You Get What You Pay For

Fair Compensation Reaps Rewards

If you think it’s expensive to hire the right talent for your company, try hiring the wrong talent.

Every small and medium business owner and corporate recruiter knows they have to work within a budget, but experts agree they shouldn’t be slaves to specific salary figures. Executive compensation may appear excessive when seen in isolation, but you’ve got to look at the big picture, including what the potential hires can bring to the company and how they could have a significant impact on the company’s future bottom line.

Karen Swystun, president and CEO of Waterford Global Inc., a Winnipeg-based executive search and recruitment firm, says it’s absolutely crucial for organizations of all sizes to invest in talent. “That’s the core and base of your organization,” she says. “If you’re prepared to make the investment, you’ll reap the rewards.” Tracy Arno, CEO of Essence Recruitment Inc. in Saskatoon, agrees. “You need to pay according to the talent you’re looking for,” she
says. “You need to create a culture that is employee-centric. Your focal point is your employees. If you treat them well, they’ll stay and be dedicated to you and they’ll help grow your business.”

But before you make any offers, be sure to do some research about what your potential executive or employee should be paid. “Employers need to understand what employees are worth,” Arno says. “Somebody with one year of experience who faces a huge learning curve versus another person with 10 years of experience should absolutely be paid at a different rate. Employers need to realize that they’re saving money when somebody comes in and
can hit the ground running. They’re not having that gap of time and that learning curve.”

When you require a certain kind of expertise, you simply can’t settle for less in a candidate and hope they get up to speed quickly, Swystun says.

“It starts at the top. Your entire organization is affected,” she says. While recruiters at companies on the Prairies may think they’re at a disadvantage because of their location, Swystun says geography is not the primary driver when people consider potentially greener pastures. Geography has nothing to do with whether you can attract somebody. People are attracted to the opportunity,” she says.

According to Arno, the top five items on people’s wish lists are transparency in compensation, respect, professional development, the ability to have a direct impact on the organization and a solid compensation package.
The latter isn’t just money, it also includes other perks, including benefits, RRSP matching, profit sharing, purchasing shares, flexibility and bonuses.

An executive search firm can often guide organizations through hiring situations to allow them to see their investment soar through the talent they’ve hired, Swystun says. “You don’t know what you don’t know. If somebody said to you, ‘you can have somebody with a proven track record for a certain amount of money who will impact the growth of your company,’ what are you going to spend your money on? It’s a bigger risk to not make the investment on the person who has been there and done that,” she says.

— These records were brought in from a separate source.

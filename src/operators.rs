//! Built-in operator set.
//!
//! | symbol | precedence |
//! |---|---|
//! | `\|\|` `&&` | 10 |
//! | `==` `!=` `<` `<=` `>` `>=` `in` | 20 |
//! | `+` `-` | 30 |
//! | `*` `/` `//` `%` | 40 |
//! | `^` | 50 |
//! | `!` (unary) | highest |

use futures::FutureExt;
use rust_decimal::{Decimal, prelude::FromPrimitive, prelude::ToPrimitive};

use crate::{
    evaluator::EvalError,
    grammar::{EvalResult, Grammar},
    value::Value,
};

pub(crate) fn install(grammar: &mut Grammar) {
    grammar.add_deferred_binary_op("||", 10, |left, right| {
        async move {
            let value = left.await?;
            if value.is_truthy() { Ok(value) } else { right.await }
        }
        .boxed()
    });
    grammar.add_deferred_binary_op("&&", 10, |left, right| {
        async move {
            let value = left.await?;
            if value.is_truthy() { right.await } else { Ok(value) }
        }
        .boxed()
    });

    grammar.add_binary_op("==", 20, |a, b| Ok(Value::Boolean(loose_eq(a, b))));
    grammar.add_binary_op("!=", 20, |a, b| Ok(Value::Boolean(!loose_eq(a, b))));
    grammar.add_binary_op("<", 20, |a, b| Ok(compare(a, b, |o| o.is_lt())));
    grammar.add_binary_op("<=", 20, |a, b| Ok(compare(a, b, |o| o.is_le())));
    grammar.add_binary_op(">", 20, |a, b| Ok(compare(a, b, |o| o.is_gt())));
    grammar.add_binary_op(">=", 20, |a, b| Ok(compare(a, b, |o| o.is_ge())));
    grammar.add_binary_op("in", 20, |a, b| Ok(Value::Boolean(contains(b, a))));

    grammar.add_binary_op("+", 30, add);
    grammar.add_binary_op("-", 30, |a, b| arithmetic(Arith::Sub, a, b));
    grammar.add_binary_op("*", 40, |a, b| arithmetic(Arith::Mul, a, b));
    grammar.add_binary_op("/", 40, |a, b| arithmetic(Arith::Div, a, b));
    grammar.add_binary_op("//", 40, floor_div);
    grammar.add_binary_op("%", 40, |a, b| arithmetic(Arith::Rem, a, b));
    grammar.add_binary_op("^", 50, power);

    grammar.add_unary_op("!", |v| Ok(Value::Boolean(!v.is_truthy())));
}

/// Equality used by `==`: numbers compare by value across integer and float,
/// `null` equals `undefined`, containers compare element-wise.
pub fn loose_eq(a: &Value, b: &Value) -> bool {
    match (a, b) {
        (Value::Integer(_), Value::Float(_)) | (Value::Float(_), Value::Integer(_)) => {
            a.as_float() == b.as_float()
        }
        (Value::Undefined | Value::Null, Value::Undefined | Value::Null) => true,
        (Value::Array(x), Value::Array(y)) => {
            x.len() == y.len() && x.iter().zip(y).all(|(l, r)| loose_eq(l, r))
        }
        (Value::Object(x), Value::Object(y)) => {
            x.len() == y.len()
                && x.iter().all(|(k, v)| y.get(k).is_some_and(|other| loose_eq(v, other)))
        }
        _ => a == b,
    }
}

// Numbers compare numerically, strings lexicographically; any other pairing
// is simply not ordered.
fn compare(a: &Value, b: &Value, pick: fn(std::cmp::Ordering) -> bool) -> Value {
    let ordering = match (a, b) {
        (Value::String(x), Value::String(y)) => Some(x.cmp(y)),
        _ => match (a.as_float(), b.as_float()) {
            (Some(x), Some(y)) => x.partial_cmp(&y),
            _ => None,
        },
    };
    Value::Boolean(ordering.is_some_and(pick))
}

fn contains(haystack: &Value, needle: &Value) -> bool {
    match haystack {
        Value::String(s) => match needle {
            Value::String(n) => s.contains(n.as_str()),
            _ => false,
        },
        Value::Array(items) => items.iter().any(|item| loose_eq(item, needle)),
        Value::Object(map) => match needle {
            Value::String(key) => map.contains_key(key),
            _ => false,
        },
        _ => false,
    }
}

fn add(a: &Value, b: &Value) -> EvalResult {
    match (a, b) {
        (Value::String(_), _) | (_, Value::String(_)) => {
            Ok(Value::String(format!("{}{}", a.as_string(), b.as_string())))
        }
        _ => arithmetic(Arith::Add, a, b),
    }
}

#[derive(Debug, Clone, Copy, PartialEq)]
enum Arith {
    Add,
    Sub,
    Mul,
    Div,
    Rem,
}

impl Arith {
    fn verb(self) -> &'static str {
        match self {
            Arith::Add => "add",
            Arith::Sub => "subtract",
            Arith::Mul => "multiply",
            Arith::Div => "divide",
            Arith::Rem => "compute modulo of",
        }
    }

    fn floats(self, a: f64, b: f64) -> f64 {
        match self {
            Arith::Add => a + b,
            Arith::Sub => a - b,
            Arith::Mul => a * b,
            Arith::Div => a / b,
            Arith::Rem => a % b,
        }
    }

    fn decimals(self, a: Decimal, b: Decimal) -> Option<Decimal> {
        match self {
            Arith::Add => a.checked_add(b),
            Arith::Sub => a.checked_sub(b),
            Arith::Mul => a.checked_mul(b),
            Arith::Div => a.checked_div(b),
            Arith::Rem => a.checked_rem(b),
        }
    }
}

fn arithmetic(op: Arith, left: &Value, right: &Value) -> EvalResult {
    if matches!(op, Arith::Div | Arith::Rem) && right.as_float() == Some(0.0) {
        return Err(EvalError::DivisionByZero);
    }
    match (left, right) {
        (Value::Integer(a), Value::Integer(b)) => Ok(integers(op, *a, *b)),
        (Value::Float(a), Value::Float(b)) => Ok(Value::Float(op.floats(*a, *b))),
        (Value::Integer(_), Value::Float(_)) | (Value::Float(_), Value::Integer(_)) => {
            Ok(mixed(op, left, right))
        }
        (a, b) => Err(EvalError::TypeError(format!(
            "Cannot {} {} and {}",
            op.verb(),
            a.type_name(),
            b.type_name()
        ))),
    }
}

fn integers(op: Arith, a: i64, b: i64) -> Value {
    let exact = match op {
        Arith::Add => a.checked_add(b),
        Arith::Sub => a.checked_sub(b),
        Arith::Mul => a.checked_mul(b),
        Arith::Rem => a.checked_rem(b),
        // Check if division is exact; if not, return Float
        Arith::Div => match a.checked_rem(b) {
            Some(0) => a.checked_div(b),
            _ => None,
        },
    };
    match exact {
        Some(n) => Value::Integer(n),
        None => Value::Float(op.floats(a as f64, b as f64)),
    }
}

// Mixed integer/float arithmetic goes through decimals so that `100 * 1.1`
// is exactly 110, narrowed back to an integer when whole.
fn mixed(op: Arith, left: &Value, right: &Value) -> Value {
    if let Some(ad) = to_decimal(left)
        && let Some(bd) = to_decimal(right)
        && let Some(rd) = op.decimals(ad, bd)
    {
        if rd.is_integer()
            && let Some(r) = rd.to_i64()
        {
            return Value::Integer(r);
        } else if let Some(r) = rd.to_f64() {
            return Value::Float(r);
        }
    }
    let (a, b) = (left.as_float().unwrap_or(f64::NAN), right.as_float().unwrap_or(f64::NAN));
    Value::Float(op.floats(a, b))
}

fn to_decimal(v: &Value) -> Option<Decimal> {
    match v {
        Value::Integer(n) => Decimal::from_i64(*n),
        Value::Float(n) => Decimal::from_f64(*n),
        _ => None,
    }
}

fn floor_div(left: &Value, right: &Value) -> EvalResult {
    match (left, right) {
        (_, r) if r.as_float() == Some(0.0) => Err(EvalError::DivisionByZero),
        // i64::MIN // -1 overflows and takes the float path below
        (Value::Integer(a), Value::Integer(b)) if a.checked_div(*b).is_some() => {
            let (q, r) = (a / b, a % b);
            if r != 0 && ((r < 0) != (*b < 0)) {
                Ok(Value::Integer(q - 1))
            } else {
                Ok(Value::Integer(q))
            }
        }
        (a, b) => match (a.as_float(), b.as_float()) {
            (Some(x), Some(y)) => {
                let floored = (x / y).floor();
                if floored.is_finite() && floored.abs() < i64::MAX as f64 {
                    Ok(Value::Integer(floored as i64))
                } else {
                    Ok(Value::Float(floored))
                }
            }
            _ => Err(EvalError::TypeError(format!(
                "Cannot floor-divide {} by {}",
                a.type_name(),
                b.type_name()
            ))),
        },
    }
}

fn power(base: &Value, exponent: &Value) -> EvalResult {
    match (base, exponent) {
        (Value::Integer(b), Value::Integer(e)) if *e >= 0 => {
            let folded = u32::try_from(*e).ok().and_then(|e| b.checked_pow(e));
            Ok(folded
                .map(Value::Integer)
                .unwrap_or_else(|| Value::Float((*b as f64).powf(*e as f64))))
        }
        (b, e) => match (b.as_float(), e.as_float()) {
            (Some(x), Some(y)) => Ok(Value::Float(x.powf(y))),
            _ => Err(EvalError::TypeError(format!(
                "Cannot raise {} to the power of {}",
                b.type_name(),
                e.type_name()
            ))),
        },
    }
}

But it’s not just along mahogany row where salary costs are rising—front line workers, many of whom have earned minimum wage for, well, ever, are also getting a raise. The pandemic, including billions of dollars in government aid for workers on both sides of the Canada-U.S. border, has changed the corporate work environment. As companies grapple with a labour shortage, they have no choice but to offer higher wages.

It’s Economics 101—supply and demand.

“It’s happening with financial services. It’s happening in industry. It’s happening in retail. You’re seeing it everywhere,” Jonathan Golub, New York-based chief U.S. equity strategist at Credit Suisse, told CNBC recently.
“The economy is overheating and companies, even though we have a high unemployment rate, cannot get the labour they need to meet demand and they are being forced to raise wages.”

If you won’t get off your wallet for potentially game-changing people, you simply won’t attract the top talent and that will have a negative effect on your bottom line, Arno says.

“You’ll have extreme turnover, which is extremely expensive (in training and learning curves) and the business won’t grow to its full potential because you don’t have the talent,” she says. Arno cautions owners of small and medium-sized firms to ensure they invest in both a marketing manager and human resources manager.

“They’ll always get an accountant, a lawyer, salespeople and administrative assistants, but the last two roles they’ll hire are marketing and HR. That’s completely backwards. That’s your brand and that’s your people,” she says.